Justice & violence
6 August 2017
To inquire after the true nature of morality or ethics, I think it’s helpful to start by highlighting a crucial folly of our own public morality: the conflation of justice and violence.
In American terms, at least, it’s supposed that violence can actually constitute justice. But the merest inquiry into the meaning of these two words reveals that they must be mutually exclusive. Justice can only be defined in terms of the good, violence only in terms of the bad.
This is not to say, of course, that justice and violence are easily defined. It’s often unclear whether violence is supposed to be reserved for force visited upon a person or an animal, or whether one can be violent against inanimate objects or property. And there is inevitably a gray area between these alternatives: is the destruction of the crop I live off of a form of violence against me?
By contrast, I find the use of the word justice less confused than simply false. In American culture, justice is typically conceived of as a setting things right for someone wronged, and by extension justice is usually something visited upon the wrongdoer (i.e. “retributive justice”).
In the case of, say, theft, we can indeed partially set things right by taking back what’s rightfully ours. But I say partially because we can only halt the ongoing unpleasantness of lacking whatever was stolen. What we can’t do is erase the fact that the theft happened.
In the case of harm there is nothing that can be done to the wrongdoer that then sets things right. Harm already done can’t be revisited. The forms of revenge so often conceived of as justice do not restore anything – instead, they bring further harm into the world. The good of revenge exists only in the mind of the doer, and only in the case at hand. It is thus a relativistic good, and a vanishingly small one.
What then of defense? Shouldn’t we defend ourselves and others from harm? Isn’t violence done in defense always, as the usual thinking goes, justified? I think the concept of justification underscores better than anything the weakness of our conceptions of right and wrong.
The notion of justification is that we can make the bad good so long as it serves the good of ourselves.
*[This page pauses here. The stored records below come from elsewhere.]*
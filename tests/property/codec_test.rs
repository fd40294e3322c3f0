// tests/property/codec_test.rs

//! Property-based tests for framing: however the bytes are chunked on the
//! wire, the decoder yields the same messages in the same order.

use super::strategies::{destinations, event, room_id, rule};
use bytes::BytesMut;
use proptest::collection::vec;
use proptest::prelude::*;
use roomgraph::core::protocol::{FrameCodec, WireMessage};
use tokio_util::codec::Decoder;

fn message() -> impl Strategy<Value = WireMessage> {
    prop_oneof![
        (room_id(), event()).prop_map(|(source, event)| WireMessage::Event { source, event }),
        (event(), destinations())
            .prop_map(|(event, destinations)| WireMessage::Result { event, destinations }),
        (room_id(), rule(), room_id()).prop_map(|(source, rule, destination)| {
            WireMessage::RegisterRule { source, rule, destination }
        }),
        (room_id(), rule(), room_id()).prop_map(|(source, rule, destination)| {
            WireMessage::UnregisterRule { source, rule, destination }
        }),
    ]
}

proptest! {
    #![proptest_config(ProptestConfig {
        cases: 200,
        ..ProptestConfig::default()
    })]

    #[test]
    fn test_chunked_stream_decodes_in_order(
        messages in vec(message(), 1..6),
        chunk in 1usize..64,
    ) {
        let mut codec = FrameCodec::default();
        let mut wire = Vec::new();
        for message in &messages {
            wire.extend_from_slice(&codec.encode_frame(message).unwrap());
        }

        let mut buf = BytesMut::new();
        let mut decoded = Vec::new();
        for piece in wire.chunks(chunk) {
            buf.extend_from_slice(piece);
            while let Some(message) = codec.decode(&mut buf).unwrap() {
                decoded.push(message);
            }
        }
        prop_assert_eq!(codec.decode_eof(&mut buf).unwrap(), None);
        prop_assert_eq!(decoded, messages);
    }

    #[test]
    fn test_any_strict_prefix_is_truncated(
        message in message(),
        cut in any::<prop::sample::Index>(),
    ) {
        let mut codec = FrameCodec::default();
        let frame = codec.encode_frame(&message).unwrap();
        let len = cut.index(frame.len() - 1) + 1;
        let mut buf = BytesMut::from(&frame[..len]);
        if len == frame.len() {
            prop_assert_eq!(codec.decode_eof(&mut buf).unwrap(), Some(message));
        } else {
            prop_assert!(codec.decode_eof(&mut buf).is_err());
        }
    }
}
// src/server/console.rs

//! The console front-end: JSON lines on stdin become room traffic, and every
//! publication the router makes is echoed to stdout as a JSON line.

use super::context::ServerContext;
use crate::core::events::Event;
use crate::core::room::RoomId;
use crate::core::transport::{JsonStanzaAdapter, LocalRoomTransport, StanzaAdapter};
use anyhow::{Context, Result};
use serde::{Deserialize, Serialize};
use tokio::io::{AsyncBufReadExt, AsyncWrite, AsyncWriteExt, BufReader};
use tokio::sync::broadcast::error::RecvError;
use tokio_util::sync::CancellationToken;
use tracing::{debug, info, warn};

/// The member name console input is published under.
pub const CONSOLE_SENDER: &str = "console";

/// One line of console input or output.
#[derive(Debug, Clone, PartialEq, Eq, Serialize, Deserialize)]
pub struct ConsoleLine {
    pub room: String,
    pub event: Event,
}

/// Spawns the stdin reader and the stdout printer.
pub fn spawn_all(ctx: &mut ServerContext) {
    let transport = ctx.transport.clone();
    let shutdown = ctx.shutdown.clone();
    ctx.background_tasks.spawn(async move {
        read_input(tokio::io::stdin(), &transport, &shutdown).await
    });

    let transport = ctx.transport.clone();
    let shutdown = ctx.shutdown.clone();
    let bot_name = ctx.bot_name.clone();
    ctx.background_tasks.spawn(async move {
        print_publications(tokio::io::stdout(), &transport, &bot_name, &shutdown).await
    });
}

/// Publishes every well-formed input line into its room. After the input
/// ends this waits for shutdown, so a closed stdin does not stop the router.
pub async fn read_input<R>(
    input: R,
    transport: &LocalRoomTransport,
    shutdown: &CancellationToken,
) -> Result<()>
where
    R: tokio::io::AsyncRead + Unpin,
{
    let mut lines = BufReader::new(input).lines();
    loop {
        let line = tokio::select! {
            _ = shutdown.cancelled() => return Ok(()),
            line = lines.next_line() => line.context("Failed to read console input")?,
        };
        let Some(line) = line else {
            info!("Console input closed.");
            shutdown.cancelled().await;
            return Ok(());
        };
        publish_line(transport, &line);
    }
}

/// Handles one input line. Returns whether it was published.
pub fn publish_line(transport: &LocalRoomTransport, line: &str) -> bool {
    let line = line.trim();
    if line.is_empty() {
        return false;
    }
    let parsed: ConsoleLine = match serde_json::from_str(line) {
        Ok(parsed) => parsed,
        Err(e) => {
            warn!("Skipping malformed console line: {}", e);
            return false;
        }
    };
    let room = match RoomId::parse(&parsed.room) {
        Ok(room) => room,
        Err(e) => {
            warn!("Skipping console line: {}", e);
            return false;
        }
    };
    match transport.publish_event(&room, CONSOLE_SENDER, &parsed.event) {
        Ok(reached) => {
            debug!("Console event for '{}' reached {} members.", room, reached);
            true
        }
        Err(e) => {
            warn!("Skipping console line: {}", e);
            false
        }
    }
}

/// Writes each publication made under `bot_name` to `output`.
pub async fn print_publications<W>(
    mut output: W,
    transport: &LocalRoomTransport,
    bot_name: &str,
    shutdown: &CancellationToken,
) -> Result<()>
where
    W: AsyncWrite + Unpin,
{
    let mut tap = transport.tap();
    let adapter = JsonStanzaAdapter;
    loop {
        let stanza = tokio::select! {
            _ = shutdown.cancelled() => return Ok(()),
            received = tap.recv() => match received {
                Ok(stanza) => stanza,
                Err(RecvError::Lagged(skipped)) => {
                    warn!("Console output lagged; {} publications not printed.", skipped);
                    continue;
                }
                Err(RecvError::Closed) => return Ok(()),
            },
        };
        if stanza.sender != bot_name {
            continue;
        }
        let Some(event) = adapter.to_event(&stanza) else {
            continue;
        };

        let mut line = serde_json::to_vec(&ConsoleLine {
            room: stanza.room.to_string(),
            event,
        })?;
        line.push(b'\n');
        output.write_all(&line).await?;
        output.flush().await?;
    }
}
Again the good becomes merely relative. Is it good that we defend ourselves? Good for us. Is it bad that we resort to violence? Bad for someone else. This does not lead us to a useful ethics. There is no moral content in “I do what is good for me” – that’s the morality of bacteria.
There is objective good, true justice, only where there isn’t bad. And human sentience ensures the bad is as ubiquitous as the good. The nature of human morality thus is in recognizing our own pain in the face of another and resolving not to cause such pain. (And, I think, resolving to alleviate it instead.) Total, pure justice is permanently elusive, but what that leaves us with is our desire for justice, and this must mean, in the end, a desire not to harm.
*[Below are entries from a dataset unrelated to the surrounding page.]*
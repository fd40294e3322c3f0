// src/core/protocol/message.rs

//! The message kinds exchanged over a worker connection once the handshake is done.

use crate::core::events::Event;
use crate::core::room::RoomId;
use crate::core::rules::Rule;
use serde::{Deserialize, Serialize};
use std::collections::BTreeSet;

/// A framed message on a worker connection.
///
/// `Event`, `RegisterRule` and `UnregisterRule` travel from the coordinator to
/// workers; `Result` travels back. The identity token exchanged during the
/// rendezvous is a raw fixed-size prefix and never appears as a `WireMessage`.
#[derive(Debug, Clone, PartialEq, Eq, Serialize, Deserialize)]
pub enum WireMessage {
    /// An event seen in `source`, to be classified by exactly one worker.
    Event { source: RoomId, event: Event },
    /// A classified event and the destinations it must be published to.
    Result {
        event: Event,
        destinations: BTreeSet<RoomId>,
    },
    /// Broadcast: add a reference to (rule, destination) in `source`'s classifier.
    RegisterRule {
        source: RoomId,
        rule: Rule,
        destination: RoomId,
    },
    /// Broadcast: drop a reference to (rule, destination) in `source`'s classifier.
    UnregisterRule {
        source: RoomId,
        rule: Rule,
        destination: RoomId,
    },
}

impl WireMessage {
    /// A short name for logging and protocol errors.
    pub fn kind(&self) -> &'static str {
        match self {
            WireMessage::Event { .. } => "event",
            WireMessage::Result { .. } => "result",
            WireMessage::RegisterRule { .. } => "register_rule",
            WireMessage::UnregisterRule { .. } => "unregister_rule",
        }
    }

    /// Whether the coordinator must deliver this message to every worker.
    pub fn is_broadcast(&self) -> bool {
        matches!(
            self,
            WireMessage::RegisterRule { .. } | WireMessage::UnregisterRule { .. }
        )
    }
}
There is no righteousness in revenge, or even in self-defense. Rather than being “justified,” defensive violence is marked by its unavoidability, and thus its detachment from the moral calculus. It’s only the action we have a choice about that falls within the purview of moral consideration.
From here we have to ask whether violent institutions – the violence that society builds up and programatizes deliberately – are acceptable, which calls into question such banalities as war and what is dubiously called the “justice system,” i.e. the punitive approach to criminal law.
It will doubtless be remarked that both institutions do indeed qualify as defensive, that we have no choice in implementing them, that we must implement them or else harm will befall us.
I don’t deny that our society can’t instantly eliminate every institution that qualifies as violent without likely allowing harm. What I question, and what the American public fails to question time and again, is whether these institutions do the defensive work we assume they do: do the people we treat violently need to be treated violently (I think often not), and do we in fact reproduce the very harm we fear by the highly institutionalized means we construct (I think often so). There is a burden of proof for the defensive nature of the violence we choose to commit through our institutions. We have, all the time, greater and greater means to consider it. We mostly don’t.
It’s a cliché that “violence begets violence,” but what’s left out of the cliché is that there are alternatives to violence, and that moral work is defined exactly in the work we do to find and enact those alternatives. This is an issue that predates our society, and one we ritually avoid.